Bernau: Gearbeitet ist eine andere Frage als geplant, weil, es ist ja hauptsächlich ein Planungsproblem. Und die Planung hat immer Probleme bereitet, weil es sich immer um dieses ganz extrem komplexe und ja wahnsinnig interessante Zusammenspiel von Auftraggeberinteressen, Finanzen, was ist möglich, was wollen wir möglich machen, was haben wir eigentlich wirklich in der Kasse, was können wir zur Not irgendwo auch noch auftreiben, zwischen dem Interesse, das das Publikum an einem Projekt hat, was sich ja durchaus unterscheiden kann von den Interessen, die die Auftraggeber haben, und nicht zuletzt den Interessen der Architekten, der Planer, wir wollen was Neues machen, wollen auch was Dramatisches machen, wir wollen zeigen, was wir können.

Diese ganzen komplexen Sachen müssen zusammengebunden werden und dann zuletzt in ein Stück Beton gegossen werden! Und dieses Zuletzt-ins-Stück-Beton-Gießen, das ist das eigentliche Problem. Dass man ganz, ganz viele Sachen zusammenführt und letztlich dreht es sich wirklich darum, man muss es in Materie gießen. Deswegen ist Bauen so spannend, aber deswegen ist es auch so kompliziert. Und deswegen platzen möglicherweise sehr, sehr viele Pläne und manche Pläne platzen eben leider erst dann, wenn sie schon angefangen haben zu bauen.

Pokatzky: Und hat sich im Lauf, was diese Komplexität angeht, hat sich da im Laufe der Jahrhunderte oder fast der Jahrtausende überhaupt nichts geändert, oder ist das alles immer im Grunde gleich geblieben?

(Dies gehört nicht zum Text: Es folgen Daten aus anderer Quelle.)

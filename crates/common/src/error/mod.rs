//! Common error types and classification shared by every Tether crate
//!
//! The error handling system is built on three pieces:
//!
//! 1. **`CommonError`**: the error patterns that show up in more than one
//!    crate (rate limiting, timeouts, configuration, backend failures, ...).
//! 2. **`ErrorClassification`**: the contract every error type implements so
//!    retry loops can tell transient failures from permanent ones without
//!    knowing the concrete type.
//! 3. **`ErrorSeverity`**: a unified severity scale for logging decisions.
//!
//! ## Standard Error Patterns
//!
//! | Pattern | CommonError Variant | Retryable |
//! |---------|-------------------|-----------|
//! | **Rate Limiting** | `RateLimitExceeded` | yes |
//! | **Timeouts** | `Timeout` | yes |
//! | **Backend** | `Backend` | caller decides |
//! | **Configuration** | `Config` | no |
//! | **Serialization** | `Serialization` | no |
//! | **Persistence** | `Persistence` | no |
//! | **Validation** | `Validation` | no |
//! | **Not Found** | `NotFound` | no |
//! | **Internal** | `Internal` | no |
//!
//! ## Module-specific errors
//!
//! Module errors compose with `CommonError` rather than duplicating it:
//!
//! ```rust,ignore
//! #[derive(Debug, thiserror::Error)]
//! pub enum LedgerError {
//!     #[error("record {0} is already terminal")]
//!     Terminal(String),
//!
//!     #[error(transparent)]
//!     Common(#[from] CommonError),
//! }
//! ```

use std::fmt;
use std::time::Duration;

/// Standard result type using CommonError
pub type CommonResult<T> = Result<T, CommonError>;

/// Common error variants that appear across multiple crates
#[derive(Debug, Clone, PartialEq)]
pub enum CommonError {
    /// Configuration-related errors
    Config { message: String, field: Option<String> },

    /// Serialization or deserialization errors
    Serialization { message: String, format: Option<String> },

    /// Data persistence errors (file I/O, database, etc.)
    Persistence { message: String, operation: Option<String> },

    /// Rate limiting errors
    RateLimitExceeded { key: Option<String>, limit: Option<u64>, retry_after: Option<Duration> },

    /// Timeout errors
    Timeout { operation: String, duration: Duration },

    /// Network or backend connectivity errors
    Backend { service: String, message: String, is_retryable: bool },

    /// Validation errors
    Validation { field: String, message: String },

    /// Resource not found errors
    NotFound { resource_type: String, identifier: Option<String> },

    /// Internal errors that shouldn't normally occur
    Internal { message: String, context: Option<String> },
}

impl fmt::Display for CommonError {
    fn fmt(&self, f: &mut fmt::Formatter<'_>) -> fmt::Result {
        match self {
            Self::Config { message, field } => {
                if let Some(field) = field {
                    write!(f, "Configuration error in field '{}': {}", field, message)
                } else {
                    write!(f, "Configuration error: {}", message)
                }
            }
            Self::Serialization { message, format } => {
                if let Some(format) = format {
                    write!(f, "Serialization error ({}): {}", format, message)
                } else {
                    write!(f, "Serialization error: {}", message)
                }
            }
            Self::Persistence { message, operation } => {
                if let Some(op) = operation {
                    write!(f, "Persistence error during '{}': {}", op, message)
                } else {
                    write!(f, "Persistence error: {}", message)
                }
            }
            Self::RateLimitExceeded { key, limit, retry_after } => {
                let mut msg = "Rate limit exceeded".to_string();
                if let Some(key) = key {
                    msg.push_str(&format!(" for '{}'", key));
                }
                if let Some(limit) = limit {
                    msg.push_str(&format!(" (capacity {})", limit));
                }
                if let Some(retry) = retry_after {
                    msg.push_str(&format!(" (retry in {:?})", retry));
                }
                write!(f, "{}", msg)
            }
            Self::Timeout { operation, duration } => {
                write!(f, "Operation '{}' timed out after {:?}", operation, duration)
            }
            Self::Backend { service, message, .. } => {
                write!(f, "Backend error from '{}': {}", service, message)
            }
            Self::Validation { field, message } => {
                write!(f, "Validation error for field '{}': {}", field, message)
            }
            Self::NotFound { resource_type, identifier } => {
                if let Some(id) = identifier {
                    write!(f, "{} not found: '{}'", resource_type, id)
                } else {
                    write!(f, "{} not found", resource_type)
                }
            }
            Self::Internal { message, context } => {
                if let Some(ctx) = context {
                    write!(f, "Internal error in '{}': {}", ctx, message)
                } else {
                    write!(f, "Internal error: {}", message)
                }
            }
        }
    }
}

impl std::error::Error for CommonError {}

impl ErrorClassification for CommonError {
    fn is_retryable(&self) -> bool {
        match self {
            Self::RateLimitExceeded { .. } => true,
            Self::Timeout { .. } => true,
            Self::Backend { is_retryable, .. } => *is_retryable,
            _ => false,
        }
    }

    fn severity(&self) -> ErrorSeverity {
        match self {
            Self::Config { .. } => ErrorSeverity::Error,
            Self::Serialization { .. } => ErrorSeverity::Error,
            Self::Persistence { .. } => ErrorSeverity::Error,
            Self::RateLimitExceeded { .. } => ErrorSeverity::Warning,
            Self::Timeout { .. } => ErrorSeverity::Warning,
            Self::Backend { .. } => ErrorSeverity::Error,
            Self::Validation { .. } => ErrorSeverity::Error,
            Self::NotFound { .. } => ErrorSeverity::Info,
            Self::Internal { .. } => ErrorSeverity::Critical,
        }
    }

    fn is_critical(&self) -> bool {
        matches!(self, Self::Internal { .. })
    }

    fn retry_after(&self) -> Option<Duration> {
        match self {
            Self::RateLimitExceeded { retry_after, .. } => *retry_after,
            _ => None,
        }
    }
}

impl CommonError {
    /// Create a simple configuration error
    pub fn config<S: Into<String>>(message: S) -> Self {
        Self::Config { message: message.into(), field: None }
    }

    /// Create a configuration error for a specific field
    pub fn config_field<S: Into<String>, F: Into<String>>(field: F, message: S) -> Self {
        Self::Config { message: message.into(), field: Some(field.into()) }
    }

    /// Create a serialization error with format information
    pub fn serialization_format<S: Into<String>, F: Into<String>>(format: F, message: S) -> Self {
        Self::Serialization { message: message.into(), format: Some(format.into()) }
    }

    /// Create a simple persistence error
    pub fn persistence<S: Into<String>>(message: S) -> Self {
        Self::Persistence { message: message.into(), operation: None }
    }

    /// Create a rate limit error for a bucket key
    pub fn rate_limit<K: Into<String>>(
        key: K,
        limit: u64,
        retry_after: Option<Duration>,
    ) -> Self {
        Self::RateLimitExceeded { key: Some(key.into()), limit: Some(limit), retry_after }
    }

    /// Create a timeout error
    pub fn timeout<S: Into<String>>(operation: S, duration: Duration) -> Self {
        Self::Timeout { operation: operation.into(), duration }
    }

    /// Create a backend error
    pub fn backend<S: Into<String>, M: Into<String>>(
        service: S,
        message: M,
        is_retryable: bool,
    ) -> Self {
        Self::Backend { service: service.into(), message: message.into(), is_retryable }
    }

    /// Create a validation error
    pub fn validation<F: Into<String>, M: Into<String>>(field: F, message: M) -> Self {
        Self::Validation { field: field.into(), message: message.into() }
    }

    /// Create a not found error with identifier
    pub fn not_found_with_id<T: Into<String>, I: Into<String>>(
        resource_type: T,
        identifier: I,
    ) -> Self {
        Self::NotFound { resource_type: resource_type.into(), identifier: Some(identifier.into()) }
    }

    /// Create an internal error
    pub fn internal<S: Into<String>>(message: S) -> Self {
        Self::Internal { message: message.into(), context: None }
    }

    /// Stable label for metrics and structured logs
    pub fn error_type_name(&self) -> &'static str {
        match self {
            Self::Config { .. } => "config",
            Self::Serialization { .. } => "serialization",
            Self::Persistence { .. } => "persistence",
            Self::RateLimitExceeded { .. } => "rate_limit_exceeded",
            Self::Timeout { .. } => "timeout",
            Self::Backend { .. } => "backend",
            Self::Validation { .. } => "validation",
            Self::NotFound { .. } => "not_found",
            Self::Internal { .. } => "internal",
        }
    }
}

/// Error classification trait for consistent error handling across crates
///
/// Retry loops, the orchestrator and the sync ledger only ever look at errors
/// through this trait.
///
/// # Example
///
/// ```rust,ignore
/// use tether_common::{ErrorClassification, ErrorSeverity};
///
/// impl ErrorClassification for MyError {
///     fn is_retryable(&self) -> bool {
///         matches!(self, Self::Transient(_))
///     }
///
///     fn severity(&self) -> ErrorSeverity {
///         match self {
///             Self::Transient(_) => ErrorSeverity::Warning,
///             Self::Permanent(_) => ErrorSeverity::Error,
///         }
///     }
///
///     fn is_critical(&self) -> bool {
///         false
///     }
///
///     fn retry_after(&self) -> Option<Duration> {
///         None
///     }
/// }
/// ```
pub trait ErrorClassification {
    /// Check if this error is retryable
    ///
    /// Retryable errors are transient issues that may succeed if attempted
    /// again:
    /// - Connection timeouts and resets
    /// - Name resolution failures
    /// - HTTP 5xx responses
    /// - HTTP 429 / rate limiting
    fn is_retryable(&self) -> bool;

    /// Get the error severity level
    fn severity(&self) -> ErrorSeverity;

    /// Check if this is a critical error requiring immediate attention
    fn is_critical(&self) -> bool;

    /// Get the suggested retry delay if applicable
    ///
    /// Returns `Some(Duration)` when the failing side told us how long to
    /// wait (e.g. a `Retry-After` header).
    fn retry_after(&self) -> Option<Duration>;
}

/// Error severity levels for monitoring and alerting
#[derive(Debug, Clone, Copy, PartialEq, Eq, PartialOrd, Ord)]
pub enum ErrorSeverity {
    /// Informational, typically for debugging
    Info,
    /// Warning, should be monitored but not critical
    Warning,
    /// Error, requires attention and action
    Error,
    /// Critical, immediate action required
    Critical,
}

impl fmt::Display for ErrorSeverity {
    fn fmt(&self, f: &mut fmt::Formatter<'_>) -> fmt::Result {
        match self {
            Self::Info => write!(f, "INFO"),
            Self::Warning => write!(f, "WARN"),
            Self::Error => write!(f, "ERROR"),
            Self::Critical => write!(f, "CRITICAL"),
        }
    }
}

// Standard conversions from common error types
impl From<serde_json::Error> for CommonError {
    fn from(err: serde_json::Error) -> Self {
        Self::serialization_format("JSON", err.to_string())
    }
}

impl From<std::io::Error> for CommonError {
    fn from(err: std::io::Error) -> Self {
        Self::persistence(err.to_string())
    }
}

impl From<toml::de::Error> for CommonError {
    fn from(err: toml::de::Error) -> Self {
        Self::serialization_format("TOML", err.to_string())
    }
}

Bernau: Der Planungskomplex ist relativ gleich geblieben. Also, dieses Zusammenspiel von ganz vielen verschiedenen Leuten. Deswegen ist ja Architektur so ungeheuer spannend, deswegen ist es aus meiner Perspektive eigentlich die spannendste aller Künste. Aber ...

Pokatzky: Einspruch, Euer Ehren! Sankt Petersburg, Peter I. von Russland hat einfach Zehntausende von Zwangsarbeitern hingeschickt und weniger Jahre standen 50.000 Häuser. Also, ein bisschen anders war es doch unter bestimmten Herrschern, autokratischen Herrschern. Oder die Pyramiden, die sind ja nun auch nicht von ... Brauchen wir nicht weiter drüber zu reden!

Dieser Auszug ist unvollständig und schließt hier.